Favorable long-term outcomes of one-year adjuvant S-1 monotherapy for pathological stage II or III gastric cancer treated at a high-volume center.

机构信息

Department of Gastroenterological Surgery, Gastroenterological Center, Cancer Institute Hospital, Japanese Foundation for Cancer Research, 3-8-31 Ariake, Koto-ku, Tokyo, 135-8550, Japan.
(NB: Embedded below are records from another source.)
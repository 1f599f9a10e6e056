//! analyze_log_group — error/warning breakdown for one log group.

use std::collections::HashMap;

use async_trait::async_trait;
use serde_json::json;

use crate::api::AwsApi;
use crate::error::{AwsResult, AwsToolError};
use crate::retry::{self, RetryPolicy};
use crate::tools::{int_arg, require_str};
use crate::types::{AwsTool, LogEvent};
use mlc_protocol::{TimeWindow, ToolOutcome};

/// How many distinct error lines to report.
const TOP_ERRORS: usize = 5;

pub struct AnalyzeLogGroup;

#[async_trait]
impl AwsTool for AnalyzeLogGroup {
    fn name(&self) -> &str {
        "analyze_log_group"
    }

    fn description(&self) -> &str {
        "Analyze a CloudWatch log group: error and warning counts plus the most frequent error lines"
    }

    fn parameters_schema(&self) -> serde_json::Value {
        json!({
            "type": "object",
            "properties": {
                "log_group": {
                    "type": "string",
                    "description": "Log group name to analyze"
                },
                "hours": {
                    "type": "integer",
                    "minimum": 1,
                    "description": "Hours to look back (default: 24)",
                    "default": 24
                }
            },
            "required": ["log_group"]
        })
    }

    async fn execute(
        &self,
        args: serde_json::Value,
        api: &dyn AwsApi,
        policy: &RetryPolicy,
    ) -> AwsResult<ToolOutcome> {
        let group = require_str(&args, "log_group")?;
        let hours = int_arg(&args, "hours", 24)?;
        let window =
            TimeWindow::last_hours(hours).map_err(|e| AwsToolError::invalid(e.to_string()))?;

        let events =
            retry::call(policy, || api.filter_log_events(group, None, window, 100)).await?;

        let stats = summarize(&events);

        let data = json!({
            "log_group": group,
            "window": window.label(),
            "event_count": events.len(),
            "error_count": stats.errors,
            "warning_count": stats.warnings,
            "top_errors": stats.top_errors,
        });

        Ok(ToolOutcome::success(
            self.name(),
            data,
            format!(
                "{group}: {} error(s), {} warning(s) in {} event(s)",
                stats.errors,
                stats.warnings,
                events.len()
            ),
        ))
    }
}

struct LogStats {
    errors: usize,
    warnings: usize,
    top_errors: Vec<serde_json::Value>,
}

fn summarize(events: &[LogEvent]) -> LogStats {
    let mut errors = 0usize;
    let mut warnings = 0usize;
    let mut error_lines: HashMap<&str, usize> = HashMap::new();

    for event in events {
        let lower = event.message.to_lowercase();
        if lower.contains("error") || lower.contains("exception") || lower.contains("fail") {
            errors += 1;
            *error_lines.entry(event.message.as_str()).or_insert(0) += 1;
        } else if lower.contains("warn") {
            warnings += 1;
        }
    }

    let mut ranked: Vec<_> = error_lines.into_iter().collect();
    ranked.sort_by(|a, b| b.1.cmp(&a.1).then_with(|| a.0.cmp(b.0)));
    let top_errors = ranked
        .into_iter()
        .take(TOP_ERRORS)
        .map(|(line, count)| json!({"message": line, "count": count}))
        .collect();

    LogStats {
        errors,
        warnings,
        top_errors,
    }
}
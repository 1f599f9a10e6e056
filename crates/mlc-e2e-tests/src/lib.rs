//! Test-only crate. See `tests/` for the end-to-end scenarios.
//! Tool invocation outcomes and the error-kind taxonomy.

use serde::{Deserialize, Serialize};

/// Classification of a tool failure.
///
/// The calling agent routes on this: `Throttled` is the only retryable
/// kind; `AccessDenied` is fatal to the operation; `NotFound` is a
/// finding, not a failure of the run.
#[derive(Debug, Clone, Copy, PartialEq, Eq, Serialize, Deserialize)]
#[serde(rename_all = "snake_case")]
pub enum ErrorKind {
    /// Missing or invalid credentials, or the caller lacks permission.
    AccessDenied,
    /// The named resource does not exist.
    NotFound,
    /// Rate limit / throttling from the upstream API.
    Throttled,
    /// Malformed or out-of-range arguments. Never reaches the network.
    InvalidArgument,
    /// A workspace path escaped the sandbox root.
    SandboxViolation,
    /// The operation exceeded its time bound.
    Timeout,
    /// Anything else.
    Other,
}

impl ErrorKind {
    /// Whether a failure of this kind is worth retrying.
    pub fn is_retryable(&self) -> bool {
        matches!(self, Self::Throttled)
    }

    pub fn as_str(&self) -> &'static str {
        match self {
            Self::AccessDenied => "access_denied",
            Self::NotFound => "not_found",
            Self::Throttled => "throttled",
            Self::InvalidArgument => "invalid_argument",
            Self::SandboxViolation => "sandbox_violation",
            Self::Timeout => "timeout",
            Self::Other => "other",
        }
    }
}

impl std::fmt::Display for ErrorKind {
    fn fmt(&self, f: &mut std::fmt::Formatter<'_>) -> std::fmt::Result {
        f.write_str(self.as_str())
    }
}

/// Result of executing one tool call.
///
/// Every tool returns this fixed shape — never a raw passthrough of the
/// upstream API response — so the calling agent and the tests can rely
/// on stable field names.
#[derive(Debug, Clone, Serialize, Deserialize)]
pub struct ToolOutcome {
    /// Tool name that produced this outcome.
    pub tool_name: String,
    /// Whether the tool execution succeeded.
    pub success: bool,
    /// Structured result data (JSON) with the tool's documented key set.
    #[serde(skip_serializing_if = "Option::is_none")]
    pub data: Option<serde_json::Value>,
    /// Human-readable summary.
    #[serde(skip_serializing_if = "Option::is_none")]
    pub summary: Option<String>,
    /// Error message if success is false.
    #[serde(skip_serializing_if = "Option::is_none")]
    pub error: Option<String>,
    /// Error classification if success is false.
    #[serde(skip_serializing_if = "Option::is_none")]
    pub error_kind: Option<ErrorKind>,
}

impl ToolOutcome {
    pub fn success(
        tool_name: impl Into<String>,
        data: serde_json::Value,
        summary: impl Into<String>,
    ) -> Self {
        Self {
            tool_name: tool_name.into(),
            success: true,
            data: Some(data),
            summary: Some(summary.into()),
            error: None,
            error_kind: None,
        }
    }

    pub fn failure(
        tool_name: impl Into<String>,
        kind: ErrorKind,
        error: impl Into<String>,
    ) -> Self {
        Self {
            tool_name: tool_name.into(),
            success: false,
            data: None,
            summary: None,
            error: Some(error.into()),
            error_kind: Some(kind),
        }
    }
}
Department of Gastroenterological Medicine, Gastroenterological Center, Cancer Institute Hospital, Japanese Foundation for Cancer Research, Tokyo, Japan.

出版信息

Gastric Cancer. 2018 Nov;21(6):1024-1030. doi: 10.1007/s10120-018-0827-9. Epub 2018 Apr 26.

Abstract

BACKGROUND

One-year adjuvant S-1 monotherapy following D2 gastrectomy has been the Japanese treatment standard for pathological stage II or III gastric cancer since the Adjuvant Chemotherapy Trial of S-1 for Gastric Cancer (ACTS-GC) was concluded in 2007. Trial patients were selected according to the 13th edition of the Japanese classification (JC-13). The JC-13 and the TNM classification underwent major revisions in 2010 (JC-14/TNM-7). However, neither the recent therapeutic results for patients with stage II/III disease defined by the current system nor comparisons with the ACTS-GC-results have been reported.

METHODS

The 390 study patients had pathological stage II/III gastric cancer defined by the JC-14/TNM-7 and treated with S-1 following D2 gastrectomy between 2008 and 2012. The completion rate of 1-year S-1, first relapse site, and stage-specific survival according to the JC-14/TNM-7, JC-13, and TNM-6 were examined and the results compared with those of the ACTS-GC.

RESULTS

The completion rate for 1-year S-1 (69.5%) was slightly higher than in the ACTS-GC. The recurrence pattern was almost identical. The 5-year overall survival rates of pathological IIA, IIB, IIIA, IIIB, and IIIC in the JC-14/TNM-7 were 96.0, 85.5, 81.8, 72.0, and 51.1%, respectively. Their 5-year overall and relapse-free survival rates by the JC-13 and TNM-6 systems were favorable as compared to those of ACTS-GC patients for all substages.

CONCLUSIONS

Survival outcome shown in this study of patients treated with 1-year adjuvant S-1 after D2 gastrectomy at a high-volume cancer hospital will provide a reference for future adjuvant trials targeting JC-14/TNM-7 stage II/III disease.

摘要

背景

自 2007 年 S-1 辅助化疗治疗胃癌(ACTS-GC)试验结束以来,对于病理分期 II 或 III 期胃癌,日本的治疗标准一直是 D2 胃切除术后 1 年的 S-1 辅助治疗。入组试验的患者是根据第 13 版日本分类(JC-13)选择的。JC-13 与 TNM 分类在 2010 年进行了重大修订(JC-14/TNM-7)。然而,目前的系统定义的 II/III 期疾病患者的近期治疗结果以及与 ACTS-GC 结果的比较都没有报道。

方法

390 例研究患者的病理分期 II/III 期胃癌由 JC-14/TNM-7 定义,在 2008 年至 2012 年间接受 D2 胃切除术后的 S-1 治疗。根据 JC-14/TNM-7、JC-13 和 TNM-6 评估 1 年 S-1 的完成率、首次复发部位和分期特异性生存率,并与 ACTS-GC 结果进行比较。

结果

1 年 S-1 的完成率(69.5%)略高于 ACTS-GC。复发模式几乎相同。根据 JC-14/TNM-7,病理 IIA、IIB、IIIA、IIIB 和 IIIC 期的 5 年总生存率分别为 96.0%、85.5%、81.8%、72.0%和 51.1%。与 ACTS-GC 患者相比,所有亚组的 JC-13 和 TNM-6 系统的 5 年总生存率和无复发生存率都更为有利。

结论

本研究在高容量癌症医院接受 D2 胃切除术后 1 年辅助 S-1 治疗的患者的生存结果将为未来针对 JC-14/TNM-7 期 II/III 疾病的辅助试验提供参考。